The face of the global higher education sector has changed drastically, with students from emerging markets increasingly opting to pursue an education overseas. This megatrend has had a considerable impact, not just for source markets, but also for key destination countries. Anglophone countries alone enroll 2.5 million-3 million international students per year out of a total of 5 million students studying abroad. However, with the pandemic disrupting physical mobility, new factors are shaping the world of international education.

international student demand

Key source markets

Students from various Asian countries represent most of the global demand for international higher education. China is the largest source market, with 1 million+ international students enrolled, and it has been a market leader for the better part of the past two decades. This is followed by India (~0.5 million students), which is the fastest-growing source market, with student enrollments predicted to grow at a compound annual growth rate of 8.5% (2019-2030). Following the trend of high demand are other developing Asian countries such as Bangladesh, Vietnam and Indonesia. International students from these countries currently total ~.065 million — a number that is forecasted to rise to more than 2 million by 2030.

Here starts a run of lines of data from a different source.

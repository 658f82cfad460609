//! Page identity and one-shot initializer dispatch.
//!
//! Each page load picks exactly one initializer from the current path.
//! There is no client-side navigation: moving between pages is a full load.

use log::debug;
use serde::{Deserialize, Serialize};

#[derive(Debug, Clone, Copy, PartialEq, Eq, Serialize, Deserialize)]
pub enum Page {
    /// Public landing page; also the target after logout
    Home,
    Designs,
    Booking,
    TailorLogin,
    TailorDashboard,
}

impl Page {
    /// Pages with an initializer, in the order their path markers are tested
    const ROUTED: [(Page, &'static str); 4] = [
        (Page::Designs, "designs"),
        (Page::Booking, "booking"),
        (Page::TailorLogin, "tailor-login"),
        (Page::TailorDashboard, "tailor-dashboard"),
    ];

    /// Identify the routed page from a location path; `None` for pages
    /// without an initializer (including the home page)
    pub fn from_path(path: &str) -> Option<Page> {
        Self::ROUTED
            .iter()
            .find(|(_, marker)| path.contains(marker))
            .map(|(page, _)| *page)
    }

    /// Relative URL of the page
    pub fn path(&self) -> &'static str {
        match self {
            Page::Home => "index.html",
            Page::Designs => "designs.html",
            Page::Booking => "booking.html",
            Page::TailorLogin => "tailor-login.html",
            Page::TailorDashboard => "tailor-dashboard.html",
        }
    }
}

/// Per-page setup invoked by the router
pub trait PageInitializer {
    fn init_designs(&mut self);
    fn init_booking(&mut self);
    fn init_login(&mut self);
    fn init_dashboard(&mut self);
}

pub struct PageRouter;

impl PageRouter {
    /// Invoke the single initializer matching `path`; returns the page routed to
    pub fn route<I: PageInitializer + ?Sized>(path: &str, initializer: &mut I) -> Option<Page> {
        let page = Page::from_path(path);
        debug!("Routing '{}' to {:?}", path, page);

        match page {
            Some(Page::Designs) => initializer.init_designs(),
            Some(Page::Booking) => initializer.init_booking(),
            Some(Page::TailorLogin) => initializer.init_login(),
            Some(Page::TailorDashboard) => initializer.init_dashboard(),
            Some(Page::Home) | None => {}
        }
        page
    }
}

There are several factors contributing to this impressive growth, including demographic trends, rising affordability and household incomes, poor quality of local education provision, improved accessibility of international education, premium salaries commanded by foreign graduates, and a greater desire to emigrate to Anglophone countries.

asian-student-disporas

Key destination markets 

Most international students flock to a few key destination markets; prominent among these are Anglophone countries — the U.K., the U.S., Australia and Canada. While growth has been consistent for the most part, the pandemic has disrupted the market dynamics to a large extent.

While Australia is expected to see a slowdown in student enrollments due to border closures, key markets like the U.K. are set to capture this demand and gain a larger share of international students. Canada, which suffered lower enrollments due to the pandemic, is expected to be the fastest-growing market post-pandemic, albeit not as fast-growing as it was pre-COVID-19. Canada’s uptick is at the expense of U.S. universities, whose international enrollments are growing, albeit at a slower pace due to regulatory dynamics.

international-student-enrollment

Conclusion

Although there are significant changes on both sides of the value chain (supply and demand), the broader global student mobility trends will remain largely consistent. Key Anglophone destinations will continue looking toward Asia as a primary source of international students, and demand will only increase from here on. As these markets move along the evolution curve of enrollment trends, value creation opportunities for investors and operators will continue to emerge.